» **What to work on**: Repeat each record that follows, keeping it identical.

^^^^

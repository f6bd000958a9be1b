//! Daily buyer profile aggregation

use chrono::Utc;
use tracing::{error, info};

use nci_core::constants::AGGREGATION_PROGRESS_EVERY;
use nci_core::scoring::{
    aggregate_metrics, community_score, confidence, consistency_score, credit_trust_score,
    distinct_tenants, trend_direction, trust_badges,
};
use nci_core::types::{BuyerProfile, GlobalBuyerId, TrustTier};

use crate::error::{StoreError, StoreResult};
use crate::store::NetworkStore;

/// Outcome of one aggregation run
#[derive(Debug, Clone, Copy, PartialEq, Eq)]
pub struct AggregationSummary {
    /// Buyers attempted
    pub processed: u64,
    /// Buyers whose profile was written
    pub updated: u64,
    /// Wall-clock duration of the run
    pub duration_ms: u64,
}

/// Recomputes buyer profiles from the observation log
pub struct AggregationService {
    store: NetworkStore,
}

impl AggregationService {
    pub fn new(store: NetworkStore) -> Self {
        Self { store }
    }

    /// Recompute every buyer profile
    ///
    /// A single buyer's failure is logged and skipped; the batch always runs
    /// to completion for the remaining buyers.
    pub async fn aggregate_network_data(&self) -> StoreResult<AggregationSummary> {
        info!("Starting network data aggregation");
        let started = std::time::Instant::now();

        let buyers = self.store.observations.distinct_buyers().await?;

        let mut processed = 0u64;
        let mut updated = 0u64;

        for buyer in &buyers {
            processed += 1;
            match self.aggregate_buyer(buyer).await {
                Ok(Some(_)) => updated += 1,
                Ok(None) => {}
                Err(e) => {
                    error!(buyer_id = %buyer, error = %e, "Failed to aggregate buyer");
                }
            }

            if processed % AGGREGATION_PROGRESS_EVERY == 0 {
                info!(count = processed, "Aggregation progress");
            }
        }

        let duration_ms = started.elapsed().as_millis() as u64;
        info!(
            updated,
            processed, duration_ms, "Network aggregation complete"
        );

        Ok(AggregationSummary {
            processed,
            updated,
            duration_ms,
        })
    }

    /// Recompute one buyer's profile from its full observation history
    ///
    /// Returns `None` when the buyer has no observations. The profile row is
    /// replaced wholesale; `trust_tier` is always derived from the freshly
    /// computed credit trust score.
    pub async fn aggregate_buyer(
        &self,
        buyer: &GlobalBuyerId,
    ) -> StoreResult<Option<BuyerProfile>> {
        let observations = self.store.observations.find_for_buyer(buyer).await?;
        if observations.is_empty() {
            return Ok(None);
        }

        let metrics = aggregate_metrics(&observations).ok_or_else(|| {
            StoreError::Storage(format!("No metrics for buyer {} with observations", buyer))
        })?;
        let unique_tenants = distinct_tenants(&observations);

        let community = community_score(&metrics);
        let conf = confidence(metrics.total_transactions, unique_tenants);
        let trend = trend_direction(&observations);
        let consistency = consistency_score(&observations);
        let trust = credit_trust_score(community, unique_tenants, consistency, trend, conf);

        // Most recent observation carries the buyer's current classification
        let newest = &observations[0];

        let mut profile = BuyerProfile {
            global_buyer_id: buyer.clone(),
            industry_code: newest.industry_code.clone(),
            region: newest.region.clone(),
            revenue_class: newest.revenue_class.clone(),
            community_score: community,
            data_points: metrics.total_transactions,
            confidence: conf,
            aggregate_metrics: metrics,
            trend_direction: trend,
            verified_by_count: unique_tenants,
            consistency_score: consistency,
            credit_trust_score: trust,
            trust_tier: TrustTier::from_score(trust),
            trust_badges: Vec::new(),
            last_data_update: Utc::now(),
        };
        profile.trust_badges = trust_badges(&profile);

        self.store.profiles.upsert(profile.clone()).await?;
        Ok(Some(profile))
    }
}

#[cfg(test)]
mod tests {
    use super::*;
    use crate::services::testutil::{observation, store_with_observations};
    use nci_core::types::TrendDirection;

    #[tokio::test]
    async fn test_aggregation_writes_profile() {
        let mut observations = Vec::new();
        for i in 0..20i64 {
            observations.push(observation("buyer-1", "t1", 10, 0, true, false, false, i));
            observations.push(observation("buyer-1", "t2", 12, 0, true, false, false, i));
        }
        let store = store_with_observations(observations).await;
        let service = AggregationService::new(store.clone());

        let summary = service.aggregate_network_data().await.unwrap();
        assert_eq!(summary.processed, 1);
        assert_eq!(summary.updated, 1);

        let profile = store
            .profiles
            .find(&GlobalBuyerId("buyer-1".to_string()))
            .await
            .unwrap()
            .unwrap();
        assert_eq!(profile.data_points, 40);
        assert_eq!(profile.verified_by_count, 2);
        assert!(profile.community_score > 90.0);
        assert_eq!(
            profile.trust_tier,
            TrustTier::from_score(profile.credit_trust_score)
        );
    }

    #[tokio::test]
    async fn test_tier_never_diverges_from_score() {
        // A mediocre payer and a strong payer both satisfy the invariant
        let mut observations = Vec::new();
        for i in 0..15i64 {
            observations.push(observation("slow", "t1", 70, 40, false, true, true, i));
            observations.push(observation("fast", "t2", 5, 0, true, false, false, i));
        }
        let store = store_with_observations(observations).await;
        let service = AggregationService::new(store.clone());
        service.aggregate_network_data().await.unwrap();

        for buyer in ["slow", "fast"] {
            let profile = store
                .profiles
                .find(&GlobalBuyerId(buyer.to_string()))
                .await
                .unwrap()
                .unwrap();
            assert_eq!(
                profile.trust_tier,
                TrustTier::from_score(profile.credit_trust_score),
                "tier diverged for {}",
                buyer
            );
        }
    }

    #[tokio::test]
    async fn test_profile_is_overwritten_wholesale() {
        let store = store_with_observations(vec![
            observation("buyer-1", "t1", 10, 0, true, false, false, 0),
        ])
        .await;
        let service = AggregationService::new(store.clone());
        service.aggregate_network_data().await.unwrap();

        let first = store
            .profiles
            .find(&GlobalBuyerId("buyer-1".to_string()))
            .await
            .unwrap()
            .unwrap();
        assert_eq!(first.data_points, 1);

        // Late, disputed follow-ups drag every recomputed field down
        for i in 1..=9i64 {
            store
                .observations
                .append(observation("buyer-1", "t1", 90, 60, false, true, false, i))
                .await
                .unwrap();
        }
        service.aggregate_network_data().await.unwrap();

        let second = store
            .profiles
            .find(&GlobalBuyerId("buyer-1".to_string()))
            .await
            .unwrap()
            .unwrap();
        assert_eq!(second.data_points, 10);
        assert!(second.community_score < first.community_score);
    }

    #[tokio::test]
    async fn test_declining_trend_detected() {
        // Newest 10 observations settle in 40 days, the older 10 in 20
        let mut observations = Vec::new();
        for i in 0..10i64 {
            observations.push(observation("buyer-1", "t1", 40, 10, false, false, false, i));
        }
        for i in 10..20i64 {
            observations.push(observation("buyer-1", "t1", 20, 0, true, false, false, i));
        }
        let store = store_with_observations(observations).await;
        let service = AggregationService::new(store.clone());
        service.aggregate_network_data().await.unwrap();

        let profile = store
            .profiles
            .find(&GlobalBuyerId("buyer-1".to_string()))
            .await
            .unwrap()
            .unwrap();
        assert_eq!(profile.trend_direction, TrendDirection::Declining);
    }
}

^^^^

» **Final answer**:
repository f6bd000958a9be1b
//! Daily buyer profile aggregation

use chrono::Utc;
use tracing::{error, info};

use nci_core::constants::AGGREGATION_PROGRESS_EVERY;
use nci_core::scoring::{
    aggregate_metrics, community_score, confidence, consistency_score, credit_trust_score,
    distinct_tenants, trend_direction, trust_badges,
};
use nci_core::types::{BuyerProfile, GlobalBuyerId, TrustTier};

use crate::error::{StoreError, StoreResult};
use crate::store::NetworkStore;

/// Outcome of one aggregation run
#[derive(Debug, Clone, Copy, PartialEq, Eq)]
pub struct AggregationSummary {
    /// Buyers attempted
    pub processed: u64,
    /// Buyers whose profile was written
    pub updated: u64,
    /// Wall-clock duration of the run
    pub duration_ms: u64,
}

/// Recomputes buyer profiles from the observation log
pub struct AggregationService {
    store: NetworkStore,
}

impl AggregationService {
    pub fn new(store: NetworkStore) -> Self {
        Self { store }
    }

    /// Recompute every buyer profile
    ///
    /// A single buyer's failure is logged and skipped; the batch always runs
    /// to completion for the remaining buyers.
    pub async fn aggregate_network_data(&self) -> StoreResult<AggregationSummary> {
        info!("Starting network data aggregation");
        let started = std::time::Instant::now();

        let buyers = self.store.observations.distinct_buyers().await?;

        let mut processed = 0u64;
        let mut updated = 0u64;

        for buyer in &buyers {
            processed += 1;
            match self.aggregate_buyer(buyer).await {
                Ok(Some(_)) => updated += 1,
                Ok(None) => {}
                Err(e) => {
                    error!(buyer_id = %buyer, error = %e, "Failed to aggregate buyer");
                }
            }

            if processed % AGGREGATION_PROGRESS_EVERY == 0 {
                info!(count = processed, "Aggregation progress");
            }
        }

        let duration_ms = started.elapsed().as_millis() as u64;
        info!(
            updated,
            processed, duration_ms, "Network aggregation complete"
        );

        Ok(AggregationSummary {
            processed,
            updated,
            duration_ms,
        })
    }

    /// Recompute one buyer's profile from its full observation history
    ///
    /// Returns `None` when the buyer has no observations. The profile row is
    /// replaced wholesale; `trust_tier` is always derived from the freshly
    /// computed credit trust score.
    pub async fn aggregate_buyer(
        &self,
        buyer: &GlobalBuyerId,
    ) -> StoreResult<Option<BuyerProfile>> {
        let observations = self.store.observations.find_for_buyer(buyer).await?;
        if observations.is_empty() {
            return Ok(None);
        }

        let metrics = aggregate_metrics(&observations).ok_or_else(|| {
            StoreError::Storage(format!("No metrics for buyer {} with observations", buyer))
        })?;
        let unique_tenants = distinct_tenants(&observations);

        let community = community_score(&metrics);
        let conf = confidence(metrics.total_transactions, unique_tenants);
        let trend = trend_direction(&observations);
        let consistency = consistency_score(&observations);
        let trust = credit_trust_score(community, unique_tenants, consistency, trend, conf);

        // Most recent observation carries the buyer's current classification
        let newest = &observations[0];

        let mut profile = BuyerProfile {
            global_buyer_id: buyer.clone(),
            industry_code: newest.industry_code.clone(),
            region: newest.region.clone(),
            revenue_class: newest.revenue_class.clone(),
            community_score: community,
            data_points: metrics.total_transactions,
            confidence: conf,
            aggregate_metrics: metrics,
            trend_direction: trend,
            verified_by_count: unique_tenants,
            consistency_score: consistency,
            credit_trust_score: trust,
            trust_tier: TrustTier::from_score(trust),
            trust_badges: Vec::new(),
            last_data_update: Utc::now(),
        };
        profile.trust_badges = trust_badges(&profile);

        self.store.profiles.upsert(profile.clone()).await?;
        Ok(Some(profile))
    }
}

#[cfg(test)]
mod tests {
    use super::*;
    use crate::services::testutil::{observation, store_with_observations};
    use nci_core::types::TrendDirection;

    #[tokio::test]
    async fn test_aggregation_writes_profile() {
        let mut observations = Vec::new();
        for i in 0..20i64 {
            observations.push(observation("buyer-1", "t1", 10, 0, true, false, false, i));
            observations.push(observation("buyer-1", "t2", 12, 0, true, false, false, i));
        }
        let store = store_with_observations(observations).await;
        let service = AggregationService::new(store.clone());

        let summary = service.aggregate_network_data().await.unwrap();
        assert_eq!(summary.processed, 1);
        assert_eq!(summary.updated, 1);

        let profile = store
            .profiles
            .find(&GlobalBuyerId("buyer-1".to_string()))
            .await
            .unwrap()
            .unwrap();
        assert_eq!(profile.data_points, 40);
        assert_eq!(profile.verified_by_count, 2);
        assert!(profile.community_score > 90.0);
        assert_eq!(
            profile.trust_tier,
            TrustTier::from_score(profile.credit_trust_score)
        );
    }

    #[tokio::test]
    async fn test_tier_never_diverges_from_score() {
        // A mediocre payer and a strong payer both satisfy the invariant
        let mut observations = Vec::new();
        for i in 0..15i64 {
            observations.push(observation("slow", "t1", 70, 40, false, true, true, i));
            observations.push(observation("fast", "t2", 5, 0, true, false, false, i));
        }
        let store = store_with_observations(observations).await;
        let service = AggregationService::new(store.clone());
        service.aggregate_network_data().await.unwrap();

        for buyer in ["slow", "fast"] {
            let profile = store
                .profiles
                .find(&GlobalBuyerId(buyer.to_string()))
                .await
                .unwrap()
                .unwrap();
            assert_eq!(
                profile.trust_tier,
                TrustTier::from_score(profile.credit_trust_score),
                "tier diverged for {}",
                buyer
            );
        }
    }

    #[tokio::test]
    async fn test_profile_is_overwritten_wholesale() {
        let store = store_with_observations(vec![
            observation("buyer-1", "t1", 10, 0, true, false, false, 0),
        ])
        .await;
        let service = AggregationService::new(store.clone());
        service.aggregate_network_data().await.unwrap();

        let first = store
            .profiles
            .find(&GlobalBuyerId("buyer-1".to_string()))
            .await
            .unwrap()
            .unwrap();
        assert_eq!(first.data_points, 1);

        // Late, disputed follow-ups drag every recomputed field down
        for i in 1..=9i64 {
            store
                .observations
                .append(observation("buyer-1", "t1", 90, 60, false, true, false, i))
                .await
                .unwrap();
        }
        service.aggregate_network_data().await.unwrap();

        let second = store
            .profiles
            .find(&GlobalBuyerId("buyer-1".to_string()))
            .await
            .unwrap()
            .unwrap();
        assert_eq!(second.data_points, 10);
        assert!(second.community_score < first.community_score);
    }

    #[tokio::test]
    async fn test_declining_trend_detected() {
        // Newest 10 observations settle in 40 days, the older 10 in 20
        let mut observations = Vec::new();
        for i in 0..10i64 {
            observations.push(observation("buyer-1", "t1", 40, 10, false, false, false, i));
        }
        for i in 10..20i64 {
            observations.push(observation("buyer-1", "t1", 20, 0, true, false, false, i));
        }
        let store = store_with_observations(observations).await;
        let service = AggregationService::new(store.clone());
        service.aggregate_network_data().await.unwrap();

        let profile = store
            .profiles
            .find(&GlobalBuyerId("buyer-1".to_string()))
            .await
            .unwrap()
            .unwrap();
        assert_eq!(profile.trend_direction, TrendDirection::Declining);
    }
}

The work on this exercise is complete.